Considering the evidence in the light most favorable to the verdict, it is sufficient to show the following: The employee exerted himself to the limit of his strength in making repairs on an oil pipe line. He suffered a heart attack immediately, from which he never recovered, and which continuously thereafter disabled him from working. He had suffered a heart attack on a previous occasion, but had recovered sufficiently to do his regular work. On the day following the heart attack involved in the present case, appellant consulted a physician in whom he had great confidence, and whom he had known and used as a family physician for at least fifteen years. This physician was referred to as the “company doctor,” meaning that he was upon occasions employed by appellant’s employer, but his services in the present case were performed for the appellant, and not for the employer. The doctor told him, after appellant had told the doctor about the attack, and about the strain which had preceded it, that the heart condition was brought about by the flu, and that the strain had nothing to do with it. Appellant at first thought that the strain and exertion caused the heart attack, but later relied on the opinion of the physician because he thought the latter knew more about the matter than did appellant.

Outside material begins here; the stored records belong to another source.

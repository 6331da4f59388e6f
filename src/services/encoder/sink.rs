// Buffered output path: encoder -> compressor -> shared buffer -> response body channel
use axum::body::Bytes;
use brotli::CompressorWriter;
use flate2::write::GzEncoder;
use futures::channel::mpsc;
use futures::SinkExt;
use parking_lot::Mutex;
use std::io::{self, Write};
use std::sync::Arc;

use crate::api::middleware::AppError;

/// Bytes accumulated before a chunk is handed to the response body
pub const CHUNK_SIZE: usize = 64 * 1024;

const BROTLI_BUFFER: usize = 4096;
const BROTLI_QUALITY: u32 = 6;
const BROTLI_WINDOW: u32 = 22;

/// Content coding applied to the response body.
#[derive(Debug, Clone, Copy, PartialEq, Eq, Default)]
pub enum Compression {
    #[default]
    Identity,
    Gzip,
    Brotli,
}

impl Compression {
    /// Pick a coding from an `Accept-Encoding` header. `br` wins over `gzip`;
    /// codings listed with `q=0` are refused.
    pub fn from_accept_encoding(header: Option<&str>) -> Self {
        let Some(header) = header else {
            return Compression::Identity;
        };

        let mut gzip = false;
        let mut brotli = false;
        for token in header.split(',') {
            let mut parts = token.split(';');
            let coding = parts.next().unwrap_or("").trim().to_ascii_lowercase();
            let quality = parts
                .filter_map(|p| p.trim().strip_prefix("q="))
                .next()
                .and_then(|q| q.trim().parse::<f32>().ok())
                .unwrap_or(1.0);
            if quality <= 0.0 {
                continue;
            }
            match coding.as_str() {
                "br" => brotli = true,
                "gzip" | "x-gzip" => gzip = true,
                _ => {}
            }
        }

        if brotli {
            Compression::Brotli
        } else if gzip {
            Compression::Gzip
        } else {
            Compression::Identity
        }
    }

    /// Value for the `Content-Encoding` header, if any
    pub fn content_encoding(&self) -> Option<&'static str> {
        match self {
            Compression::Identity => None,
            Compression::Gzip => Some("gzip"),
            Compression::Brotli => Some("br"),
        }
    }
}

/// In-memory buffer shared between the synchronous writer chain and the async sink.
#[derive(Clone, Default)]
pub struct SharedBuffer(Arc<Mutex<Vec<u8>>>);

impl SharedBuffer {
    pub fn len(&self) -> usize {
        self.0.lock().len()
    }

    pub fn is_empty(&self) -> bool {
        self.len() == 0
    }

    /// Move everything written so far out of the buffer
    pub fn take(&self) -> Bytes {
        let mut inner = self.0.lock();
        Bytes::from(std::mem::take(&mut *inner))
    }
}

impl Write for SharedBuffer {
    fn write(&mut self, buf: &[u8]) -> io::Result<usize> {
        self.0.lock().extend_from_slice(buf);
        Ok(buf.len())
    }

    fn flush(&mut self) -> io::Result<()> {
        Ok(())
    }
}

/// Optional compression transform in front of a writer.
pub enum Compressor<W: Write> {
    Identity(W),
    Gzip(GzEncoder<W>),
    Brotli(Box<CompressorWriter<W>>),
}

impl<W: Write> Compressor<W> {
    pub fn new(compression: Compression, inner: W) -> Self {
        match compression {
            Compression::Identity => Compressor::Identity(inner),
            Compression::Gzip => Compressor::Gzip(GzEncoder::new(inner, flate2::Compression::default())),
            Compression::Brotli => Compressor::Brotli(Box::new(CompressorWriter::new(
                inner,
                BROTLI_BUFFER,
                BROTLI_QUALITY,
                BROTLI_WINDOW,
            ))),
        }
    }

    /// Write the compression trailer and return the inner writer.
    pub fn finish(self) -> io::Result<W> {
        match self {
            Compressor::Identity(mut inner) => {
                inner.flush()?;
                Ok(inner)
            }
            Compressor::Gzip(encoder) => encoder.finish(),
            Compressor::Brotli(encoder) => Ok(encoder.into_inner()),
        }
    }
}

impl<W: Write> Write for Compressor<W> {
    fn write(&mut self, buf: &[u8]) -> io::Result<usize> {
        match self {
            Compressor::Identity(w) => w.write(buf),
            Compressor::Gzip(w) => w.write(buf),
            Compressor::Brotli(w) => w.write(buf),
        }
    }

    fn flush(&mut self) -> io::Result<()> {
        match self {
            Compressor::Identity(w) => w.flush(),
            Compressor::Gzip(w) => w.flush(),
            Compressor::Brotli(w) => w.flush(),
        }
    }
}

pub type BodyChunk = Result<Bytes, io::Error>;

/// Forwards the shared buffer to the response body in chunks of [`CHUNK_SIZE`].
pub struct BodySink {
    buffer: SharedBuffer,
    tx: mpsc::Sender<BodyChunk>,
}

impl BodySink {
    pub fn new(tx: mpsc::Sender<BodyChunk>) -> Self {
        Self {
            buffer: SharedBuffer::default(),
            tx,
        }
    }

    pub fn buffer(&self) -> SharedBuffer {
        self.buffer.clone()
    }

    /// Send a chunk once enough bytes have accumulated.
    pub async fn flush_if_full(&mut self) -> Result<(), AppError> {
        if self.buffer.len() >= CHUNK_SIZE {
            self.send().await?;
        }
        Ok(())
    }

    /// Send whatever is buffered.
    pub async fn flush(&mut self) -> Result<(), AppError> {
        if !self.buffer.is_empty() {
            self.send().await?;
        }
        Ok(())
    }

    /// Cut the body: the client sees a broken transfer instead of a clean end.
    pub async fn abort(&mut self, reason: &AppError) {
        let _ = self
            .tx
            .send(Err(io::Error::other(reason.to_string())))
            .await;
    }

    async fn send(&mut self) -> Result<(), AppError> {
        let chunk = self.buffer.take();
        self.tx
            .send(Ok(chunk))
            .await
            .map_err(|_| AppError::internal("Response stream closed by client"))
    }
}

#[cfg(test)]
mod tests {
    use super::*;
    use futures::StreamExt;
    use std::io::Read;

    #[test]
    fn test_accept_encoding_selection() {
        assert_eq!(Compression::from_accept_encoding(None), Compression::Identity);
        assert_eq!(Compression::from_accept_encoding(Some("gzip, deflate")), Compression::Gzip);
        assert_eq!(Compression::from_accept_encoding(Some("gzip, br")), Compression::Brotli);
        assert_eq!(Compression::from_accept_encoding(Some("br;q=0, gzip")), Compression::Gzip);
        assert_eq!(Compression::from_accept_encoding(Some("gzip;q=0")), Compression::Identity);
        assert_eq!(Compression::from_accept_encoding(Some("identity")), Compression::Identity);
        assert_eq!(Compression::Brotli.content_encoding(), Some("br"));
        assert_eq!(Compression::Identity.content_encoding(), None);
    }

    #[test]
    fn test_gzip_compressor_output() {
        let buffer = SharedBuffer::default();
        let mut compressor = Compressor::new(Compression::Gzip, buffer.clone());
        compressor.write_all(b"hello gateway").unwrap();
        compressor.finish().unwrap();

        let compressed = buffer.take();
        let mut decoded = String::new();
        flate2::read::GzDecoder::new(&compressed[..])
            .read_to_string(&mut decoded)
            .unwrap();
        assert_eq!(decoded, "hello gateway");
    }

    #[test]
    fn test_brotli_compressor_output() {
        let buffer = SharedBuffer::default();
        let mut compressor = Compressor::new(Compression::Brotli, buffer.clone());
        compressor.write_all(b"hello gateway").unwrap();
        compressor.finish().unwrap();

        let compressed = buffer.take();
        let mut decoded = String::new();
        brotli::Decompressor::new(&compressed[..], 4096)
            .read_to_string(&mut decoded)
            .unwrap();
        assert_eq!(decoded, "hello gateway");
    }

    #[tokio::test]
    async fn test_sink_sends_in_chunks() {
        let (tx, mut rx) = mpsc::channel(8);
        let mut sink = BodySink::new(tx);
        let mut buffer = sink.buffer();

        buffer.write_all(b"small").unwrap();
        sink.flush_if_full().await.unwrap();
        assert_eq!(buffer.len(), 5);

        buffer.write_all(&vec![b'x'; CHUNK_SIZE]).unwrap();
        sink.flush_if_full().await.unwrap();
        assert!(buffer.is_empty());

        let chunk = rx.next().await.unwrap().unwrap();
        assert_eq!(chunk.len(), CHUNK_SIZE + 5);
    }
}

• Appellant’s employer, the Magnolia Pipe Line Company, maintained a plan whereby, at its own expense and without cost to the employees, it voluntarily paid certain benefits to employees who became sick or were injured under circumstances such that they did not have claims for workmen’s compensation. Appellant was paid a total of $1,-527.31 under this plan. In connection with such payments, appellant signed a considerable number of written statements, in each of which were declarations to the effect that the nature of his illness was flu followed by heart trouble. On the back of each of the checks issued to appellant for
In answer to special issues the jury found that the physician who was first consulted told appellant that his heart condition was the result of the flu, that it was because of this advice given to him by the physician that appellant delayed giving notice and filing claim until such were done, and that the physician’s statement constituted good cause for the failure to give notice and file claim before such were done.
We think that the evidence was sufficient to support the verdict. Whatever conflicts there may have been must be resolved in favor of the verdict. Appellee argues that appellant could not have relied on the physician’s diagnosis because appellant had not even had the flu. Appellant’s testimony was that he had had a cold, and that if he had the flu it was the lightest case he ever saw. But the evidence is ample to warrant a belief that appellant accepted the opinion of the physician as against any notions that appellant himself may have had as to his condition and its cause. In the usual case a prudent man would be justified in accepting the advice of his physician in a case like this. At least we cannot say as a matter of law that he should not have done so. Having with reason accepted the opinion of his physician, he was consistent in making claim for the sick and accident benefits, instead of filing claim for workmen’s compensation.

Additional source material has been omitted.